Le rattrapage de la qualité des infrastructures à l'horizon 2016, donc, ne fera pas de la Grèce le champion de l'utilisation du Net, comme espère le ministre. La plupart des pays occidentaux de l'Union européenne se sont donné des objectifs plus concrets et à plus court terme. La Finlande, par exemple, s'est fixé un objectif de 1 Mb/s comme obligation de service universel d'ici à 2010 et de 100 Mb/s d'ici à 2015. L'Allemagne prévoit d'assurer la couverture de tout son territoire en haut débit d'ici à 2010, et de garantir un débit minimal de 50 Mb/s à 75 % des foyers allemands d'ici 2014. Plusieurs États membres mettent également l'accent sur la nécessité de disposer de connexions haut débit à des prix abordables. La France veut ainsi parvenir d'ici 2012 à une couverture haut débit intégrale à un tarif mensuel ne dépassant pas 35 euros. Le Portugal se concentre quant à lui sur les infrastructures à fibres optiques, les services à haut débit de pointe et les réseaux de recherche à grande vitesse.

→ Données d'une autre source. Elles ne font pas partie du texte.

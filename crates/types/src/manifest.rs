#![allow(clippy::module_name_repetitions)]

//! Package manifest types
//!
//! The manifest describes the encrypted payload inside a package archive:
//! its logical file name, the plaintext size, and the key material the
//! service needs to decrypt it after upload.

use lobup_errors::{Error, PackageError};
use serde::{Deserialize, Serialize};

/// Digest algorithm assumed when the manifest does not name one
pub const DEFAULT_DIGEST_ALGORITHM: &str = "SHA256";

/// Encryption profile assumed when the manifest does not name one
pub const DEFAULT_PROFILE_IDENTIFIER: &str = "ProfileVersion1";

/// Parsed package manifest
#[derive(Debug, Clone, PartialEq, Eq, Serialize, Deserialize)]
pub struct PackageManifest {
    /// Logical name the service will display for the uploaded file
    pub file_name: String,
    /// Plaintext payload size in bytes
    pub unencrypted_size: u64,
    pub encryption_key: String,
    pub mac_key: String,
    pub initialization_vector: String,
    pub mac: String,
    pub file_digest: String,
    pub file_digest_algorithm: String,
    pub profile_identifier: String,
    /// Display name recorded by the packaging tool
    #[serde(default, skip_serializing_if = "Option::is_none")]
    pub name: Option<String>,
    /// Installer entry point inside the package
    #[serde(default, skip_serializing_if = "Option::is_none")]
    pub setup_file: Option<String>,
    #[serde(default, skip_serializing_if = "Option::is_none")]
    pub tool_version: Option<String>,
    #[serde(default, skip_serializing_if = "Option::is_none")]
    pub msi_info: Option<MsiInfo>,
}

/// MSI metadata recorded when the packaged installer is an MSI
#[derive(Debug, Clone, Default, PartialEq, Eq, Serialize, Deserialize)]
pub struct MsiInfo {
    pub product_code: Option<String>,
    pub product_version: Option<String>,
    pub publisher: Option<String>,
    pub upgrade_code: Option<String>,
}

impl PackageManifest {
    /// Validate invariants that must hold before any network I/O
    ///
    /// # Errors
    ///
    /// Returns `PackageError::InvalidManifest` if the encryption key is empty.
    pub fn validate(&self) -> Result<(), Error> {
        if self.encryption_key.trim().is_empty() {
            return Err(PackageError::InvalidManifest {
                reason: "encryption key is empty".to_string(),
            }
            .into());
        }
        Ok(())
    }

    /// Encryption parameters in the shape the registry's commit call expects
    #[must_use]
    pub fn encryption_info(&self) -> FileEncryptionInfo {
        FileEncryptionInfo {
            encryption_key: self.encryption_key.clone(),
            mac_key: self.mac_key.clone(),
            initialization_vector: self.initialization_vector.clone(),
            mac: self.mac.clone(),
            profile_identifier: self.profile_identifier.clone(),
            file_digest: self.file_digest.clone(),
            file_digest_algorithm: self.file_digest_algorithm.clone(),
        }
    }
}

/// Encryption parameters submitted when committing an uploaded file
#[derive(Debug, Clone, PartialEq, Eq, Serialize, Deserialize)]
#[serde(rename_all = "camelCase")]
pub struct FileEncryptionInfo {
    pub encryption_key: String,
    pub mac_key: String,
    pub initialization_vector: String,
    pub mac: String,
    pub profile_identifier: String,
    pub file_digest: String,
    pub file_digest_algorithm: String,
}
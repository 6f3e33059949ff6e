//! Event handling and progress display

use crate::logging::log_event_with_tracing;
use console::{style, Term};
use lobup_events::{AppEvent, EventMessage, GeneralEvent, ProgressEvent, UploadEvent};

/// Renders pipeline events as status lines on stderr
pub struct EventHandler {
    term: Term,
    colors_enabled: bool,
    /// In JSON mode events only go to the log
    quiet: bool,
    last_percent: u8,
}

impl EventHandler {
    pub fn new(colors_enabled: bool, json_mode: bool) -> Self {
        Self {
            term: Term::stderr(),
            colors_enabled,
            quiet: json_mode,
            last_percent: 0,
        }
    }

    /// Handle incoming event
    pub fn handle_event(&mut self, message: &EventMessage) {
        log_event_with_tracing(message);
        if self.quiet {
            return;
        }

        match &message.event {
            AppEvent::Upload(event) => self.handle_upload_event(event),
            AppEvent::Progress(ProgressEvent::Updated { percent, .. }) => {
                self.last_percent = *percent;
            }
            AppEvent::General(GeneralEvent::Warning { message, context }) => {
                let text = match context {
                    Some(context) => format!("{message} ({context})"),
                    None => message.clone(),
                };
                self.show_warning(&text);
            }
            AppEvent::General(GeneralEvent::Error { message, .. }) => self.show_error(message),
            _ => {}
        }
    }

    fn handle_upload_event(&mut self, event: &UploadEvent) {
        match event {
            UploadEvent::StageStarted { stage } => {
                self.show_status(&format!("[{:>3}%] {stage}", self.last_percent));
            }
            UploadEvent::PayloadPrepared {
                file_name,
                encrypted_size,
                ..
            } => {
                self.show_status(&format!(
                    "       {file_name} ({})",
                    format_bytes(*encrypted_size)
                ));
            }
            UploadEvent::RemoteObjectCreated { kind, id } => {
                self.show_status(&format!("       created {kind} {id}"));
            }
            UploadEvent::ChunkUploaded {
                index,
                total,
                bytes,
                ..
            } => {
                self.show_status(&format!(
                    "       block {}/{total} ({})",
                    index + 1,
                    format_bytes(*bytes)
                ));
            }
            UploadEvent::ChunkRetrying {
                index,
                attempt,
                max_attempts,
                reason,
                ..
            } => {
                self.show_warning(&format!(
                    "block {} attempt {attempt}/{max_attempts} failed: {reason}",
                    index + 1
                ));
            }
            UploadEvent::RenewalStarted { .. } => {
                self.show_status("       renewing storage URI");
            }
            UploadEvent::RenewalFailed { error, continuing } => {
                if *continuing {
                    self.show_warning(&format!(
                        "storage URI renewal failed, continuing with the current URI: {error}"
                    ));
                } else {
                    self.show_error(&format!("storage URI renewal failed: {error}"));
                }
            }
            UploadEvent::ScratchCleanupFailed { path, error } => {
                self.show_warning(&format!(
                    "could not remove {}: {error}",
                    path.display()
                ));
            }
            UploadEvent::RunFailed { stage, failure } => {
                let stage = stage.as_deref().unwrap_or("upload");
                self.show_error(&format!("{stage} failed: {}", failure.message));
            }
            _ => {}
        }
    }

    fn show_status(&self, message: &str) {
        let _ = self.term.write_line(message);
    }

    fn show_warning(&self, message: &str) {
        let line = if self.colors_enabled {
            format!("{} {message}", style("warning:").yellow().bold())
        } else {
            format!("warning: {message}")
        };
        let _ = self.term.write_line(&line);
    }

    fn show_error(&self, message: &str) {
        let line = if self.colors_enabled {
            format!("{} {message}", style("error:").red().bold())
        } else {
            format!("error: {message}")
        };
        let _ = self.term.write_line(&line);
    }
}

/// Human-readable byte count
pub fn format_bytes(bytes: u64) -> String {
    const UNITS: [&str; 4] = ["B", "KiB", "MiB", "GiB"];
    #[allow(clippy::cast_precision_loss)]
    let mut value = bytes as f64;
    let mut unit = 0;
    while value >= 1024.0 && unit < UNITS.len() - 1 {
        value /= 1024.0;
        unit += 1;
    }
    if unit == 0 {
        format!("{bytes} B")
    } else {
        format!("{value:.1} {}", UNITS[unit])
    }
}

#[cfg(test)]
mod tests {
    use super::*;

    #[test]
    fn test_format_bytes() {
        assert_eq!(format_bytes(512), "512 B");
        assert_eq!(format_bytes(6 * 1024 * 1024), "6.0 MiB");
        assert_eq!(format_bytes(1536), "1.5 KiB");
    }
}
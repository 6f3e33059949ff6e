//! Polling the file entry until a processing stage settles

use crate::poll::{Observation, PollPolicy, PollState};
use crate::sleep_or_cancel;
use lobup_errors::Error;
use lobup_events::{EventEmitter, UploadEvent};
use lobup_net::{retryability, FileEntryStatus, RegistryApi};
use lobup_types::{UploadStage, UploadTarget};
use tokio_util::sync::CancellationToken;

/// Poll until `stage` reaches a terminal state
///
/// Returns the file entry as observed on the successful poll. The first poll
/// is issued immediately.
///
/// # Errors
///
/// Returns the terminal `ProcessingError` for failed, timed-out, unknown or
/// exhausted waits, a non-retryable registry error as-is, or
/// `Error::Cancelled`.
pub async fn poll_stage<R, E>(
    registry: &R,
    target: &UploadTarget,
    stage: UploadStage,
    policy: &PollPolicy,
    cancel: &CancellationToken,
    emitter: &E,
) -> Result<FileEntryStatus, Error>
where
    R: RegistryApi + ?Sized,
    E: EventEmitter,
{
    let mut attempt = 0u32;
    loop {
        if cancel.is_cancelled() {
            return Err(Error::Cancelled);
        }
        attempt += 1;

        let (observation, status) = match registry.get_file_entry(target).await {
            Ok(status) => {
                let state = status.upload_state.clone().unwrap_or_default();
                (Observation::State(state), Some(status))
            }
            Err(e) if retryability(&e).should_retry() => {
                tracing::debug!(%stage, attempt, error = %e, "transient poll failure");
                (Observation::Unavailable(e.to_string()), None)
            }
            Err(e) => return Err(e),
        };

        emitter.emit_upload(UploadEvent::PollObserved {
            stage,
            attempt,
            state: status.as_ref().and_then(|s| s.upload_state.clone()),
        });

        match policy.transition(stage, &observation, attempt) {
            PollState::Polling { delay } => {
                tracing::trace!(%stage, attempt, ?observation, ?delay, "still waiting");
                sleep_or_cancel(delay, cancel).await?;
            }
            PollState::Succeeded => {
                tracing::debug!(%stage, attempt, "stage succeeded");
                // Succeeded is only produced from an Observation::State, which always has a status
                return status.ok_or_else(|| Error::internal("success without a file entry"));
            }
            terminal => {
                tracing::warn!(%stage, attempt, ?terminal, "stage did not succeed");
                return Err(terminal
                    .into_error(stage, attempt)
                    .unwrap_or_else(|| Error::internal("poll ended without a result")));
            }
        }
    }
}

/// Wait for a server-side processing stage to succeed
///
/// # Errors
///
/// See [`poll_stage`].
pub async fn await_stage<R, E>(
    registry: &R,
    target: &UploadTarget,
    stage: UploadStage,
    policy: &PollPolicy,
    cancel: &CancellationToken,
    emitter: &E,
) -> Result<(), Error>
where
    R: RegistryApi + ?Sized,
    E: EventEmitter,
{
    poll_stage(registry, target, stage, policy, cancel, emitter)
        .await
        .map(|_| ())
}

Le rapport de la Commission européenne sur la compétitivité numérique publié aujourd'hui révèle que le secteur numérique européen a réalisé des progrès importants depuis 2005: 56 % des Européens utilisent maintenant l'Internet de façon régulière, 80 % d'entre eux le font en ayant recours à une connexion à haut débit (contre seulement un tiers en 2004), ce qui fait de l'Europe le numéro un mondial de l'Internet à haut débit. L'Europe est le premier continent véritablement sans fil dans le monde, avec un nombre d'abonnés à un réseau de téléphonie mobile supérieur au nombre de citoyens (taux d'utilisation de 119 %).

"La Grèce a connu de bons progrès dans le domaine de la large bande au cours des dernières années. Toutefois, la société de l'information en Grèce est encore en retard par rapport à l'évolution générale de l'Union européenne. Si les scores du secteur de l'e-business sont autour de la moyenne européenne, pour tous les autres indicateurs, il y a un sérieux écart entre la Grèce et la grande majorité des autres pays", note le rapport de la Commission.